Exercise instructions: The reply should be a single number: the count of lines below that contain the word "BoardSnapshot".

[Saved data entries]
§ §
//! Rules-level scenarios and randomized invariant checks

use chess_engine::{
    Board, BoardSnapshot, CastlingRights, Color, Game, GameSnapshot, GameStatus, Identity,
    MatchId, Move, Piece, PieceKind, PromotionKind, Square, WinReason,
};
use rand::rngs::StdRng;
use rand::seq::IndexedRandom;
use rand::SeedableRng;

fn sq(notation: &str) -> Square {
    Square::from_notation(notation).expect("valid square")
}

fn players() -> (Identity, Identity) {
    (Identity::new("white-player"), Identity::new("black-player"))
}

fn new_game() -> Game {
    let (white, black) = players();
    Game::new(MatchId::generate(), white, black).expect("Should create game")
}

#[test]
fn scenario_a_e2e4_flips_turn() {
    let (white, _) = players();
    let mut game = new_game();

    game.play(&white, &Move::new(sq("e2"), sq("e4")))
        .expect("e2e4 is legal");

    let board = game.board();
    assert_eq!(board.turn(), Color::Black);
    assert!(board.piece_at(sq("e2")).is_none());
    assert_eq!(
        board.piece_at(Square::at(3, 4)),
        Some(Piece::Pawn {
            color: Color::White,
            moved: true
        })
    );
}

#[test]
fn scenario_b_kingside_castle() {
    let board = Board::from_fen("r3k2r/pppppppp/8/8/8/8/PPPPPPPP/R3K2R w KQkq")
        .expect("valid FEN");
    let (white, black) = players();
    let mut game =
        Game::with_board(MatchId::from("castle"), white.clone(), black, board).expect("game");

    let record = game
        .play(&white, &Move::new(sq("e1"), sq("g1")))
        .expect("castling is legal");

    assert!(record.castle.is_some());
    let board = game.board();
    assert_eq!(board.piece_at(sq("g1")), Some(Piece::King(Color::White)));
    assert_eq!(board.piece_at(sq("f1")), Some(Piece::Rook(Color::White)));
    assert!(board.piece_at(sq("e1")).is_none());
    assert!(board.piece_at(sq("h1")).is_none());
    assert_eq!(board.castling_rights(Color::White), CastlingRights::NONE);
}

#[test]
fn scenario_c_black_promotion_by_capture() {
    let board = Board::from_fen("4k3/8/8/8/8/8/1p6/R3K3 b -").expect("valid FEN");
    let (white, black) = players();
    let mut game =
        Game::with_board(MatchId::from("promo"), white, black.clone(), board).expect("game");
    let before = game.clone();

    assert!(game.play(&black, &Move::new(sq("b2"), sq("a1"))).is_err());
    assert_eq!(game, before);

    game.play(
        &black,
        &Move::promoting(sq("b2"), sq("a1"), PromotionKind::Queen),
    )
    .expect("promotion with a choice is legal");
    assert_eq!(game.board().piece_at(sq("a1")), Some(Piece::Queen(Color::Black)));
}

#[test]
fn scenario_d_fools_mate() {
    let (white, black) = players();
    let mut game = new_game();

    for (who, from, to) in [
        (&white, "f2", "f3"),
        (&black, "e7", "e5"),
        (&white, "g2", "g4"),
    ] {
        game.play(who, &Move::new(sq(from), sq(to))).expect("legal");
        assert!(game.status().is_ongoing());
    }

    game.play(&black, &Move::new(sq("d8"), sq("h4")))
        .expect("mating move is legal");
    assert_eq!(
        game.status(),
        GameStatus::Win {
            winner: Color::Black,
            reason: WinReason::Checkmate
        }
    );
    assert!(game.has_won(&black));
}

#[test]
fn scenario_e_outsider_cannot_resign() {
    let mut game = new_game();
    assert!(game.resign(&Identity::new("spectator")).is_err());
    assert!(game.status().is_ongoing());
}

#[test]
fn castling_right_lost_when_rook_captured_at_home() {
    let board = Board::from_fen("r3k2r/8/8/8/8/8/8/R3K2R w KQkq").expect("valid FEN");
    let (white, black) = players();
    let mut game = Game::with_board(MatchId::from("rk"), white.clone(), black, board).expect("game");

    game.play(&white, &Move::new(sq("a1"), sq("a8"))).expect("rook trade");
    assert!(!game.board().castling_rights(Color::White).queenside);
    assert!(game.board().castling_rights(Color::White).kingside);
    assert!(!game.board().castling_rights(Color::Black).queenside);
    assert!(game.board().castling_rights(Color::Black).kingside);
}

/// All legal `(from, to)` pairs for the side to move
fn all_moves(board: &Board) -> Vec<(Square, Square)> {
    board
        .pieces(board.turn())
        .flat_map(|(from, _)| board.legal_moves(from).into_iter().map(move |to| (from, to)))
        .collect()
}

fn count_kings(board: &Board, color: Color) -> usize {
    board
        .pieces(color)
        .filter(|(_, piece)| piece.is_kind(PieceKind::King))
        .count()
}

#[test]
fn random_games_keep_invariants_and_round_trip() {
    for seed in 0..12u64 {
        let mut rng = StdRng::seed_from_u64(seed);
        let (white, black) = players();
        let mut game = new_game();

        for _ in 0..160 {
            let board = game.board();
            for color in Color::ALL {
                assert_eq!(count_kings(board, color), 1, "seed {seed}");
            }

            let snapshot = BoardSnapshot::from(board);
            let restored = Board::try_from(snapshot).expect("snapshot restores");
            assert_eq!(&restored, board, "seed {seed}");
            assert_eq!(
                &Board::from_fen(&board.to_fen()).expect("FEN restores"),
                board,
                "seed {seed}"
            );

            let moves = all_moves(board);
            if moves.is_empty() {
                let to_move = board.turn();
                if board.in_check(to_move) {
                    assert_eq!(game.status().winner(), Some(to_move.opposite()));
                } else {
                    assert!(matches!(game.status(), GameStatus::Draw { .. }));
                }
                break;
            }
            assert!(game.status().is_ongoing());

            let &(from, to) = moves.choose(&mut rng).expect("non-empty");
            let promotion = game.forced_promotions(from, to).choose(&mut rng).copied();
            let mover = match board.turn() {
                Color::White => &white,
                Color::Black => &black,
            };
            let before = board.turn();
            game.play(mover, &Move { from, to, promotion })
                .expect("generated move is legal");
            assert_eq!(game.board().turn(), before.opposite());
        }

        let json = serde_json::to_string(&game.snapshot()).expect("serialize");
        let parsed: GameSnapshot = serde_json::from_str(&json).expect("deserialize");
        let restored = Game::from_snapshot(parsed).expect("restore");
        assert_eq!(restored.board(), game.board());
        assert_eq!(restored.history(), game.history());
        assert_eq!(restored.status(), game.status());
    }
}

#[test]
fn illegal_moves_never_change_the_board() {
    let mut rng = StdRng::seed_from_u64(99);
    let (white, black) = players();
    let mut game = new_game();

    for _ in 0..40 {
        let board = game.board().clone();
        let mover = if board.turn() == Color::White { &white } else { &black };

        for row in 0..8 {
            for col in 0..8 {
                let from = Square::at(row, col);
                let to = Square::at(7 - row, col);
                if board.can_move(from, to) {
                    continue;
                }
                assert!(game.play(mover, &Move::new(from, to)).is_err());
                assert_eq!(game.board(), &board);
            }
        }

        let moves = all_moves(&board);
        let Some(&(from, to)) = moves.choose(&mut rng) else {
            break;
        };
        let promotion = game.forced_promotions(from, to).first().copied();
        game.play(mover, &Move { from, to, promotion }).expect("legal");
    }
}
§ §
Response area: 2